TASK STATEMENT:
Copy exactly the lines of the records below, and only those lines, beginning with the line that contains "for attr in" and ending with the line that contains "Entry::Marker(tag) => AnnotationData".

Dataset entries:
■ ■ ■

mod binding_map;
mod config;

use std::any;
use std::borrow::Cow;
use std::collections::HashMap;
use std::error::Error;
use std::fmt::{Debug, Formatter, Result as FmtResult};
use std::sync::Arc;

use snafu::prelude::*;
use tracing::{debug, trace};

use crate::container::injector::{Inject, InjectOptions, Injector, InjectorError, TypedInjector};
use crate::container::{Binding, IntoShared, Managed};
use crate::key::TypeKey;
use crate::module::Module;

pub use binding_map::BindingMap;
pub use config::{Config, ConfigBuilder, DEFAULT_TAG};

/// A store of values keyed by type and by tag.
///
/// Values are registered with the `map*` methods and resolved through
/// [`TypedInjector`]. Registering a second value for the same type or tag
/// replaces the first one. A registry may have a parent which is asked
/// whenever a lookup misses.
///
/// A [`Registry`] has no internal synchronization. Share it across threads
/// behind a lock such as `Arc<parking_lot::RwLock<Registry>>`, which is an
/// [`Injector`] itself.
pub struct Registry {
    config: Config,
    types: BindingMap,
    tags: HashMap<String, Binding>,
    parent: Option<Arc<dyn Injector>>,
}

impl Registry {
    /// Creates an empty registry honouring the `inject` tag name.
    pub fn new() -> Self {
        Self::with_config(Config::default())
    }

    /// Creates an empty registry honouring the tag name `tag`.
    pub fn with_tag(tag: impl Into<Cow<'static, str>>) -> Self {
        Self::with_config(Config::builder().tag(tag).build())
    }

    pub fn with_config(config: Config) -> Self {
        Self {
            config,
            types: BindingMap::new(),
            tags: HashMap::new(),
            parent: None,
        }
    }

    pub fn config(&self) -> &Config {
        &self.config
    }

    /// Installs `parent` as the fallback of every lookup that misses here.
    ///
    /// Parents are not checked for cycles. A cycle makes a missing lookup
    /// recurse without end.
    pub fn set_parent(&mut self, parent: Arc<dyn Injector>) -> &mut Self {
        self.parent = Some(parent);
        self
    }

    pub fn parent(&self) -> Option<&Arc<dyn Injector>> {
        self.parent.as_ref()
    }

    /// Binds `value` to its type.
    ///
    /// A plain value is bound to its own type. A value behind `Arc<T>` or
    /// `Box<T>` is bound to `T`.
    pub fn map<V>(&mut self, value: V) -> &mut Self
    where
        V: IntoShared,
    {
        self.insert_type_binding(Binding::new(value.into_shared()))
    }

    /// Binds a shared value to the pointee type `T`.
    pub fn map_shared<T>(&mut self, value: Arc<T>) -> &mut Self
    where
        T: Managed,
    {
        self.map(value)
    }

    /// Binds a boxed value to the pointee type `T`.
    pub fn map_boxed<T>(&mut self, value: Box<T>) -> &mut Self
    where
        T: Managed,
    {
        self.map(value)
    }

    /// Binds `value` to the interface `I` instead of its concrete type.
    ///
    /// # Panics
    ///
    /// Panics if `I` is not an interface declared with
    /// [`interface!`](crate::interface).
    pub fn map_to<I>(&mut self, value: Arc<I>) -> &mut Self
    where
        I: Managed + ?Sized,
    {
        assert!(
            I::INTERFACE,
            "`{}` is not an interface declared with `interface!`",
            any::type_name::<I>(),
        );
        self.insert_type_binding(Binding::new(value))
    }

    /// Binds `value` to `tag`, normalizing pointers like [`Registry::map`].
    pub fn map_tag<V>(&mut self, value: V, tag: impl Into<String>) -> &mut Self
    where
        V: IntoShared,
    {
        self.map_tag_shared(value.into_shared(), tag)
    }

    /// Binds a shared value, possibly an interface, to `tag`.
    pub fn map_tag_shared<T>(&mut self, value: Arc<T>, tag: impl Into<String>) -> &mut Self
    where
        T: Managed + ?Sized,
    {
        let tag = tag.into();
        let binding = Binding::new(value);
        debug!(tag = tag.as_str(), key = %binding.key(), "map tag");
        if self.tags.insert(tag, binding).is_some() {
            trace!("previous tag binding replaced");
        }
        self
    }

    /// Runs `module` against this registry.
    ///
    /// # Errors
    ///
    /// Returns an error wrapping the module's own failure. Registrations the
    /// module made before failing are kept.
    pub fn install<M>(&mut self, module: M) -> Result<&mut Self, RegistryError>
    where
        M: Module,
    {
        let name = any::type_name::<M>();
        debug!(module = name, "install module");
        module
            .configure(self)
            .map_err(|source| RegistryError::ModuleInner {
                module: name,
                source,
            })?;
        Ok(self)
    }

    /// Populates the fields of `target` honouring the configured tag name.
    ///
    /// # Errors
    ///
    /// Returns the first error met while resolving a field. Fields assigned
    /// before it keep their new values.
    pub fn apply<S>(&self, target: &mut S) -> Result<(), InjectorError>
    where
        S: Inject,
    {
        self.apply_tag(target, self.config.tag())
    }

    /// Populates the fields of `target` honouring the tag name `tag`.
    ///
    /// # Errors
    ///
    /// Returns the first error met while resolving a field. Fields assigned
    /// before it keep their new values.
    pub fn apply_tag<S>(&self, target: &mut S, tag: &str) -> Result<(), InjectorError>
    where
        S: Inject,
    {
        let options = InjectOptions::new(tag, self.config.untagged());
        self.apply_with(target, &options)
    }

    /// Returns the keys of all type bindings made on this registry.
    pub fn keys(&self) -> impl Iterator<Item = &TypeKey> {
        self.types.keys()
    }

    /// Returns the tags bound on this registry.
    pub fn tags(&self) -> impl Iterator<Item = &str> {
        self.tags.keys().map(String::as_str)
    }

    /// Returns the number of bindings made on this registry, type and tag
    /// bindings together. The parent's bindings are not counted.
    pub fn len(&self) -> usize {
        self.types.len() + self.tags.len()
    }

    pub fn is_empty(&self) -> bool {
        self.types.is_empty() && self.tags.is_empty()
    }

    fn insert_type_binding(&mut self, binding: Binding) -> &mut Self {
        let key = *binding.key();
        debug!(%key, "map type");
        if self.types.insert(key, binding).is_some() {
            trace!(%key, "previous type binding replaced");
        }
        self
    }
}

impl Default for Registry {
    fn default() -> Self {
        Self::new()
    }
}

impl Debug for Registry {
    fn fmt(&self, f: &mut Formatter<'_>) -> FmtResult {
        f.debug_struct("Registry")
            .field("config", &self.config)
            .field("types", &self.types)
            .field("tags", &self.tags)
            .field("has_parent", &self.parent.is_some())
            .finish()
    }
}

impl Injector for Registry {
    fn dyn_get(&self, key: &TypeKey) -> Result<Binding, InjectorError> {
        if let Some(binding) = self.types.find(key) {
            trace!(%key, "type binding found");
            return Ok(binding);
        }

        if let Some(parent) = self.parent.as_ref() {
            trace!(%key, "type binding not found, asking parent");
            return parent.dyn_get(key);
        }

        debug!(%key, "type binding not found");
        Err(InjectorError::NotFound { key: *key })
    }

    fn dyn_get_tag(&self, tag: &str) -> Result<Binding, InjectorError> {
        if let Some(binding) = self.tags.get(tag) {
            trace!(tag, "tag binding found");
            return Ok(binding.clone());
        }

        if let Some(parent) = self.parent.as_ref() {
            trace!(tag, "tag binding not found, asking parent");
            return parent.dyn_get_tag(tag);
        }

        debug!(tag, "tag binding not found");
        Err(InjectorError::TagNotFound {
            tag: tag.to_string(),
        })
    }
}

#[derive(Debug, Snafu)]
#[non_exhaustive]
pub enum RegistryError {
    #[snafu(display("module {module} fails to setup the registry"))]
    #[non_exhaustive]
    ModuleInner {
        module: &'static str,
        source: Box<dyn Error + Send + Sync>,
    },
}
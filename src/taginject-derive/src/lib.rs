mod attrs;
mod impls;

use proc_macro::TokenStream;
use proc_macro2::TokenStream as TokenStream2;
use syn::{DeriveInput, Result as SynResult};

#[proc_macro_derive(Inject, attributes(inject))]
pub fn derive_inject(item: TokenStream) -> TokenStream {
    match inject_impl(item) {
        Ok(tokens) => tokens.into(),
        Err(err) => err.into_compile_error().into(),
    }
}

fn inject_impl(item: TokenStream) -> SynResult<TokenStream2> {
    let input = syn::parse::<DeriveInput>(item)?;
    let expanded = impls::expand_implementation(input)?;
    Ok(expanded)
}
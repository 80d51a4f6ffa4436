use std::any::Any;
use std::fmt::{Debug, Formatter, Result as FmtResult};
use std::sync::Arc;

use crate::container::Managed;
use crate::key::TypeKey;

/// A registered value, shared and type-erased.
///
/// The value is kept as an `Arc<T>`; cloning a [`Binding`] clones the pointer,
/// so every clone refers to the same value.
#[derive(Clone)]
pub struct Binding {
    key: TypeKey,
    value: Arc<dyn Any + Send + Sync>,
}

impl Binding {
    pub fn new<T>(value: Arc<T>) -> Self
    where
        T: Managed + ?Sized,
    {
        Self {
            key: TypeKey::of::<T>(),
            value: Arc::new(value),
        }
    }

    /// Returns the key of the type the value was stored as.
    pub fn key(&self) -> &TypeKey {
        &self.key
    }

    pub fn is<T>(&self) -> bool
    where
        T: Managed + ?Sized,
    {
        self.value.is::<Arc<T>>()
    }

    /// Returns the shared value if it was stored as `T`.
    pub fn downcast<T>(&self) -> Option<Arc<T>>
    where
        T: Managed + ?Sized,
    {
        self.value.downcast_ref::<Arc<T>>().cloned()
    }
}

impl Debug for Binding {
    fn fmt(&self, f: &mut Formatter<'_>) -> FmtResult {
        f.debug_struct("Binding")
            .field("key", &self.key)
            .finish_non_exhaustive()
    }
}
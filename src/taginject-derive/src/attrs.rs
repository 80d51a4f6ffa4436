use proc_macro2::Span;
use syn::ext::IdentExt;
use syn::parse::{Parse, ParseStream};
use syn::punctuated::Punctuated;
use syn::spanned::Spanned;
use syn::token::{Comma, Eq as EqToken};
use syn::{Attribute, Error as SynError, Expr, ExprLit, Ident, Lit, LitStr, Meta, Result as SynResult};

pub const DEFAULT_TAG: &str = "inject";

const SKIP: &str = "skip";

#[derive(Debug)]
pub enum FieldAttributeData {
    Skip,
    Annotations(Vec<AnnotationData>),
}

#[derive(Debug)]
pub struct AnnotationData {
    pub tag: String,
    pub value: Option<String>,
}

enum Entry {
    Value(LitStr),
    Marker(Ident),
    Valued(Ident, LitStr),
}

impl Parse for Entry {
    fn parse(input: ParseStream) -> SynResult<Self> {
        if input.peek(LitStr) {
            return Ok(Entry::Value(input.parse()?));
        }

        let tag = input.call(Ident::parse_any)?;
        if input.peek(EqToken) {
            input.parse::<EqToken>()?;
            Ok(Entry::Valued(tag, input.parse()?))
        } else {
            Ok(Entry::Marker(tag))
        }
    }
}

pub fn parse_field_attributes(attrs: &[Attribute]) -> SynResult<FieldAttributeData> {
    let mut annotations: Vec<AnnotationData> = Vec::new();
    let mut skip = None;

    for attr in attrs.iter().filter(|attr| attr.path().is_ident(DEFAULT_TAG)) {
        for (entry_span, entry) in parse_entries(attr)? {
            let annotation = match entry {
                Entry::Value(value) => AnnotationData {
                    tag: DEFAULT_TAG.to_string(),
                    value: Some(value.value()),
                },
                Entry::Marker(tag) if tag == SKIP => {
                    skip = Some(entry_span);
                    continue;
                }
                Entry::Marker(tag) => AnnotationData {
                    tag: tag.to_string(),
                    value: None,
                },
                Entry::Valued(tag, _) if tag == SKIP => {
                    return Err(SynError::new(tag.span(), "`skip` takes no value"));
                }
                Entry::Valued(tag, value) => AnnotationData {
                    tag: tag.to_string(),
                    value: Some(value.value()),
                },
            };

            if annotations.iter().any(|other| other.tag == annotation.tag) {
                return Err(SynError::new(
                    entry_span,
                    format!("tag name `{}` is annotated more than once", annotation.tag),
                ));
            }
            annotations.push(annotation);
        }
    }

    match skip {
        Some(span) if !annotations.is_empty() => Err(SynError::new(
            span,
            "a field marked with `#[inject(skip)]` can't have other annotations",
        )),
        Some(_) => Ok(FieldAttributeData::Skip),
        None => Ok(FieldAttributeData::Annotations(annotations)),
    }
}

fn parse_entries(attr: &Attribute) -> SynResult<Vec<(Span, Entry)>> {
    match &attr.meta {
        Meta::Path(path) => Ok(vec![(
            path.span(),
            Entry::Marker(Ident::new(DEFAULT_TAG, path.span())),
        )]),
        Meta::NameValue(nv) => {
            let Expr::Lit(ExprLit {
                lit: Lit::Str(value),
                ..
            }) = &nv.value
            else {
                return Err(SynError::new(
                    nv.value.span(),
                    "expects `#[inject = \"...\"]` to receive a string literal",
                ));
            };
            Ok(vec![(nv.span(), Entry::Value(value.clone()))])
        }
        Meta::List(list) if list.tokens.is_empty() => Ok(vec![(
            list.span(),
            Entry::Marker(Ident::new(DEFAULT_TAG, list.span())),
        )]),
        Meta::List(list) => {
            let entries = list.parse_args_with(Punctuated::<Entry, Comma>::parse_terminated)?;
            Ok(entries
                .into_iter()
                .map(|entry| (entry.span(), entry))
                .collect())
        }
    }
}

impl Entry {
    fn span(&self) -> Span {
        match self {
            Entry::Value(value) => value.span(),
            Entry::Marker(tag) => tag.span(),
            Entry::Valued(tag, _) => tag.span(),
        }
    }
}
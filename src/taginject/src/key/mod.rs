//! Runtime identities of registered types.

use std::any::{self, TypeId};
use std::fmt::{Debug, Display, Formatter, Result as FmtResult};
use std::hash::{Hash, Hasher};

use crate::container::{Binding, Managed};

/// Converts a binding into one holding the shared value as an interface.
pub type Caster = fn(&Binding) -> Option<Binding>;

/// The identity of a type used as a lookup key in a registry.
///
/// Two keys are equal if and only if they were built for the same type. The
/// type name is only kept for diagnostics. A key built for an interface, that
/// is a trait object type declared with [`interface!`], additionally carries a
/// [`Caster`] which recognizes bindings of the interface's implementations.
///
/// Pointer normalization happens at the API boundary rather than in the key:
/// values registered through `Arc<T>` or `Box<T>` are stored under the key of
/// `T`, and dependencies of type `Arc<T>` are looked up with the key of `T`.
///
/// # Examples
///
/// ```rust
/// # use taginject::key::TypeKey;
/// assert_eq!(TypeKey::of::<String>(), TypeKey::of_val(&String::new()));
/// assert_ne!(TypeKey::of::<String>(), TypeKey::of::<&'static str>());
/// assert!(!TypeKey::of::<String>().is_interface());
/// ```
///
/// [`interface!`]: crate::interface
#[derive(Clone, Copy)]
pub struct TypeKey {
    id: TypeId,
    name: &'static str,
    caster: Option<Caster>,
}

impl TypeKey {
    /// Returns the key of `T`.
    pub fn of<T>() -> Self
    where
        T: Managed + ?Sized,
    {
        let caster = if T::INTERFACE {
            Some(cast_binding::<T> as Caster)
        } else {
            None
        };

        Self {
            id: TypeId::of::<T>(),
            name: any::type_name::<T>(),
            caster,
        }
    }

    /// Returns the key of the type of `value`.
    pub fn of_val<T>(_value: &T) -> Self
    where
        T: Managed + ?Sized,
    {
        Self::of::<T>()
    }

    pub fn type_id(&self) -> TypeId {
        self.id
    }

    pub fn type_name(&self) -> &'static str {
        self.name
    }

    /// Returns true if the key denotes an interface declared with
    /// [`interface!`](crate::interface).
    pub fn is_interface(&self) -> bool {
        self.caster.is_some()
    }

    /// Tries to view the value of `binding` as this key's interface.
    ///
    /// Always returns [`None`] for keys of concrete types.
    pub fn cast(&self, binding: &Binding) -> Option<Binding> {
        self.caster.and_then(|caster| caster(binding))
    }
}

fn cast_binding<T>(binding: &Binding) -> Option<Binding>
where
    T: Managed + ?Sized,
{
    T::cast_from(binding).map(Binding::new)
}

impl PartialEq for TypeKey {
    fn eq(&self, other: &Self) -> bool {
        self.id == other.id
    }
}

impl Eq for TypeKey {}

impl Hash for TypeKey {
    fn hash<H: Hasher>(&self, state: &mut H) {
        self.id.hash(state);
    }
}

impl Debug for TypeKey {
    fn fmt(&self, f: &mut Formatter<'_>) -> FmtResult {
        Display::fmt(self, f)
    }
}

impl Display for TypeKey {
    fn fmt(&self, f: &mut Formatter<'_>) -> FmtResult {
        f.write_str(self.name)
    }
}
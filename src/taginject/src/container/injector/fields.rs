use tracing::trace;

use crate::container::injector::{Dependency, Injector, InjectorError, Lookup};

/// A struct whose fields can be populated from a registry.
///
/// Usually derived with `#[derive(Inject)]`, which builds the field table from
/// `#[inject(...)]` attributes:
///
/// - `#[inject]` marks the field for lookup by its declared type under the
///   default tag name `inject`;
/// - `#[inject("value")]` looks the field up by the tag `value`;
/// - `#[inject(name)]` and `#[inject(name = "value")]` do the same for a
///   custom tag name `name`;
/// - `#[inject(skip)]` leaves the field out of the table.
///
/// Each field type must implement [`Dependency`].
pub trait Inject {
    /// Returns the table of injectable fields in declaration order.
    fn fields() -> &'static [FieldDescriptor];

    /// Assigns the field at `index` of [`Inject::fields`] with the value
    /// resolved by `site`.
    ///
    /// # Errors
    ///
    /// Returns an error if the value can't be resolved, leaving the field
    /// untouched.
    fn inject_field(&mut self, index: usize, site: FieldSite<'_>) -> Result<(), InjectorError>;
}

/// Metadata of one injectable field.
#[derive(Debug, Clone, Copy, PartialEq, Eq)]
pub struct FieldDescriptor {
    name: &'static str,
    type_name: &'static str,
    annotations: &'static [Annotation],
}

impl FieldDescriptor {
    pub const fn new(
        name: &'static str,
        type_name: &'static str,
        annotations: &'static [Annotation],
    ) -> Self {
        Self {
            name,
            type_name,
            annotations,
        }
    }

    /// Returns the field's name, or its position for tuple structs.
    pub fn name(&self) -> &'static str {
        self.name
    }

    /// Returns the field's declared type as written in the source.
    pub fn type_name(&self) -> &'static str {
        self.type_name
    }

    pub fn annotations(&self) -> &'static [Annotation] {
        self.annotations
    }

    /// Returns the annotation made under the tag name `tag`, if any.
    pub fn annotation(&self, tag: &str) -> Option<&'static Annotation> {
        self.annotations.iter().find(|annotation| annotation.tag == tag)
    }

    /// Decides how the field is resolved under the tag name `tag`.
    ///
    /// Returns [`None`] if the field should be left untouched.
    pub fn lookup(&self, tag: &str, untagged: UntaggedFields) -> Option<Lookup<'static>> {
        match self.annotation(tag) {
            Some(annotation) => Some(annotation.value().map_or(Lookup::Type, Lookup::Tag)),
            None if untagged == UntaggedFields::Resolve => Some(Lookup::Type),
            None => None,
        }
    }
}

/// One `tag` or `tag = "value"` entry attached to a field.
#[derive(Debug, Clone, Copy, PartialEq, Eq, Hash)]
pub struct Annotation {
    tag: &'static str,
    value: Option<&'static str>,
}

impl Annotation {
    /// A bare marker, requesting a lookup by the field's declared type.
    pub const fn marker(tag: &'static str) -> Self {
        Self { tag, value: None }
    }

    /// A valued annotation, requesting a lookup by the tag `value`.
    pub const fn valued(tag: &'static str, value: &'static str) -> Self {
        Self {
            tag,
            value: Some(value),
        }
    }

    pub fn tag(&self) -> &'static str {
        self.tag
    }

    /// Returns the tag to look the field up by. An empty value counts as a
    /// bare marker.
    pub fn value(&self) -> Option<&'static str> {
        self.value.filter(|value| !value.is_empty())
    }
}

/// What happens to fields without an annotation for the active tag name.
#[derive(Debug, Default, Clone, Copy, PartialEq, Eq, Hash)]
pub enum UntaggedFields {
    /// Resolve them by their declared type.
    #[default]
    Resolve,
    /// Leave them untouched.
    Skip,
}

/// Options of a single struct population.
#[derive(Debug, Clone, Copy, PartialEq, Eq)]
pub struct InjectOptions<'a> {
    pub tag: &'a str,
    pub untagged: UntaggedFields,
}

impl<'a> InjectOptions<'a> {
    pub fn new(tag: &'a str, untagged: UntaggedFields) -> Self {
        Self { tag, untagged }
    }
}

/// The resolution of one field, handed to [`Inject::inject_field`].
#[derive(Clone, Copy)]
pub struct FieldSite<'a> {
    injector: &'a dyn Injector,
    lookup: Lookup<'a>,
}

impl<'a> FieldSite<'a> {
    pub fn new(injector: &'a dyn Injector, lookup: Lookup<'a>) -> Self {
        Self { injector, lookup }
    }

    pub fn lookup(&self) -> Lookup<'a> {
        self.lookup
    }

    /// Resolves the field's value.
    ///
    /// # Errors
    ///
    /// Returns an error if the value can't be found or has another type.
    pub fn resolve<D>(&self) -> Result<D, InjectorError>
    where
        D: Dependency,
    {
        self.lookup.resolve(self.injector)
    }
}

pub(super) fn apply<S>(
    injector: &dyn Injector,
    target: &mut S,
    options: &InjectOptions<'_>,
) -> Result<(), InjectorError>
where
    S: Inject,
{
    for (index, field) in S::fields().iter().enumerate() {
        let Some(lookup) = field.lookup(options.tag, options.untagged) else {
            trace!(field = field.name(), tag = options.tag, "skip untagged field");
            continue;
        };
        trace!(field = field.name(), ?lookup, "inject field");
        target.inject_field(index, FieldSite::new(injector, lookup))?;
    }
    Ok(())
}

#[cfg(test)]
mod tests {
    use std::sync::Arc;

    use crate::container::injector::{MockInjector, TypedInjector};
    use crate::container::Binding;
    use crate::key::TypeKey;

    use super::*;

    #[derive(Debug, Default, PartialEq)]
    struct User {
        name: String,
        password: String,
        usertype: String,
    }

    impl Inject for User {
        fn fields() -> &'static [FieldDescriptor] {
            const FIELDS: &[FieldDescriptor] = &[
                FieldDescriptor::new("name", "String", &[]),
                FieldDescriptor::new("password", "String", &[Annotation::valued("inject", "password")]),
                FieldDescriptor::new(
                    "usertype",
                    "String",
                    &[Annotation::marker("inject"), Annotation::valued("custom", "kind")],
                ),
            ];
            FIELDS
        }

        fn inject_field(&mut self, index: usize, site: FieldSite<'_>) -> Result<(), InjectorError> {
            match index {
                0 => self.name = site.resolve()?,
                1 => self.password = site.resolve()?,
                2 => self.usertype = site.resolve()?,
                _ => {}
            }
            Ok(())
        }
    }

    fn injector() -> MockInjector {
        let mut injector = MockInjector::new();
        injector
            .expect_dyn_get()
            .withf(|key| *key == TypeKey::of::<String>())
            .returning(|_| Ok(Binding::new(Arc::new(String::from("by-type")))));
        injector.expect_dyn_get_tag().returning(|tag| match tag {
            "password" | "kind" => Ok(Binding::new(Arc::new(format!("by-tag-{tag}")))),
            _ => Err(InjectorError::TagNotFound {
                tag: tag.to_string(),
            }),
        });
        injector
    }

    #[test]
    fn field_descriptor_lookup_succeeds() {
        let [name, password, usertype] = User::fields() else {
            unreachable!("`User` has three fields");
        };

        assert_eq!(name.lookup("inject", UntaggedFields::Resolve), Some(Lookup::Type));
        assert_eq!(name.lookup("inject", UntaggedFields::Skip), None);
        assert_eq!(
            password.lookup("inject", UntaggedFields::Skip),
            Some(Lookup::Tag("password"))
        );
        assert_eq!(password.lookup("custom", UntaggedFields::Skip), None);
        assert_eq!(usertype.lookup("inject", UntaggedFields::Skip), Some(Lookup::Type));
        assert_eq!(
            usertype.lookup("custom", UntaggedFields::Skip),
            Some(Lookup::Tag("kind"))
        );
    }

    #[test]
    fn annotation_value_treats_empty_value_as_marker() {
        assert_eq!(Annotation::valued("inject", "").value(), None);
        assert_eq!(Annotation::valued("inject", "name").value(), Some("name"));
        assert_eq!(Annotation::marker("inject").value(), None);
    }

    #[test]
    fn apply_succeeds_with_default_tag() {
        let injector = injector();
        let mut user = User::default();

        injector
            .apply_with(&mut user, &InjectOptions::new("inject", UntaggedFields::Resolve))
            .unwrap();
        assert_eq!(
            user,
            User {
                name: "by-type".into(),
                password: "by-tag-password".into(),
                usertype: "by-type".into(),
            }
        );
    }

    #[test]
    fn apply_succeeds_with_custom_tag_and_skip_policy() {
        let injector = injector();
        let mut user = User {
            name: "unchanged".into(),
            ..User::default()
        };

        injector
            .apply_with(&mut user, &InjectOptions::new("custom", UntaggedFields::Skip))
            .unwrap();
        assert_eq!(
            user,
            User {
                name: "unchanged".into(),
                password: String::new(),
                usertype: "by-tag-kind".into(),
            }
        );
    }

    #[test]
    fn apply_fails_and_keeps_earlier_fields_when_field_not_found() {
        let mut injector = MockInjector::new();
        injector
            .expect_dyn_get()
            .returning(|_| Ok(Binding::new(Arc::new(String::from("by-type")))));
        injector.expect_dyn_get_tag().returning(|tag| {
            Err(InjectorError::TagNotFound {
                tag: tag.to_string(),
            })
        });
        let mut user = User::default();

        let res = injector.apply_with(&mut user, &InjectOptions::new("inject", UntaggedFields::Resolve));
        assert!(matches!(res, Err(InjectorError::TagNotFound { tag }) if tag == "password"));
        assert_eq!(user.name, "by-type");
        assert_eq!(user.usertype, "");
    }
}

■ ■ ■

ANSWER TO THE PROBLEM:
    for attr in attrs.iter().filter(|attr| attr.path().is_ident(DEFAULT_TAG)) {
        for (entry_span, entry) in parse_entries(attr)? {
            let annotation = match entry {
                Entry::Value(value) => AnnotationData {
                    tag: DEFAULT_TAG.to_string(),
                    value: Some(value.value()),
                },
                Entry::Marker(tag) if tag == SKIP => {
                    skip = Some(entry_span);
                    continue;
                }
                Entry::Marker(tag) => AnnotationData {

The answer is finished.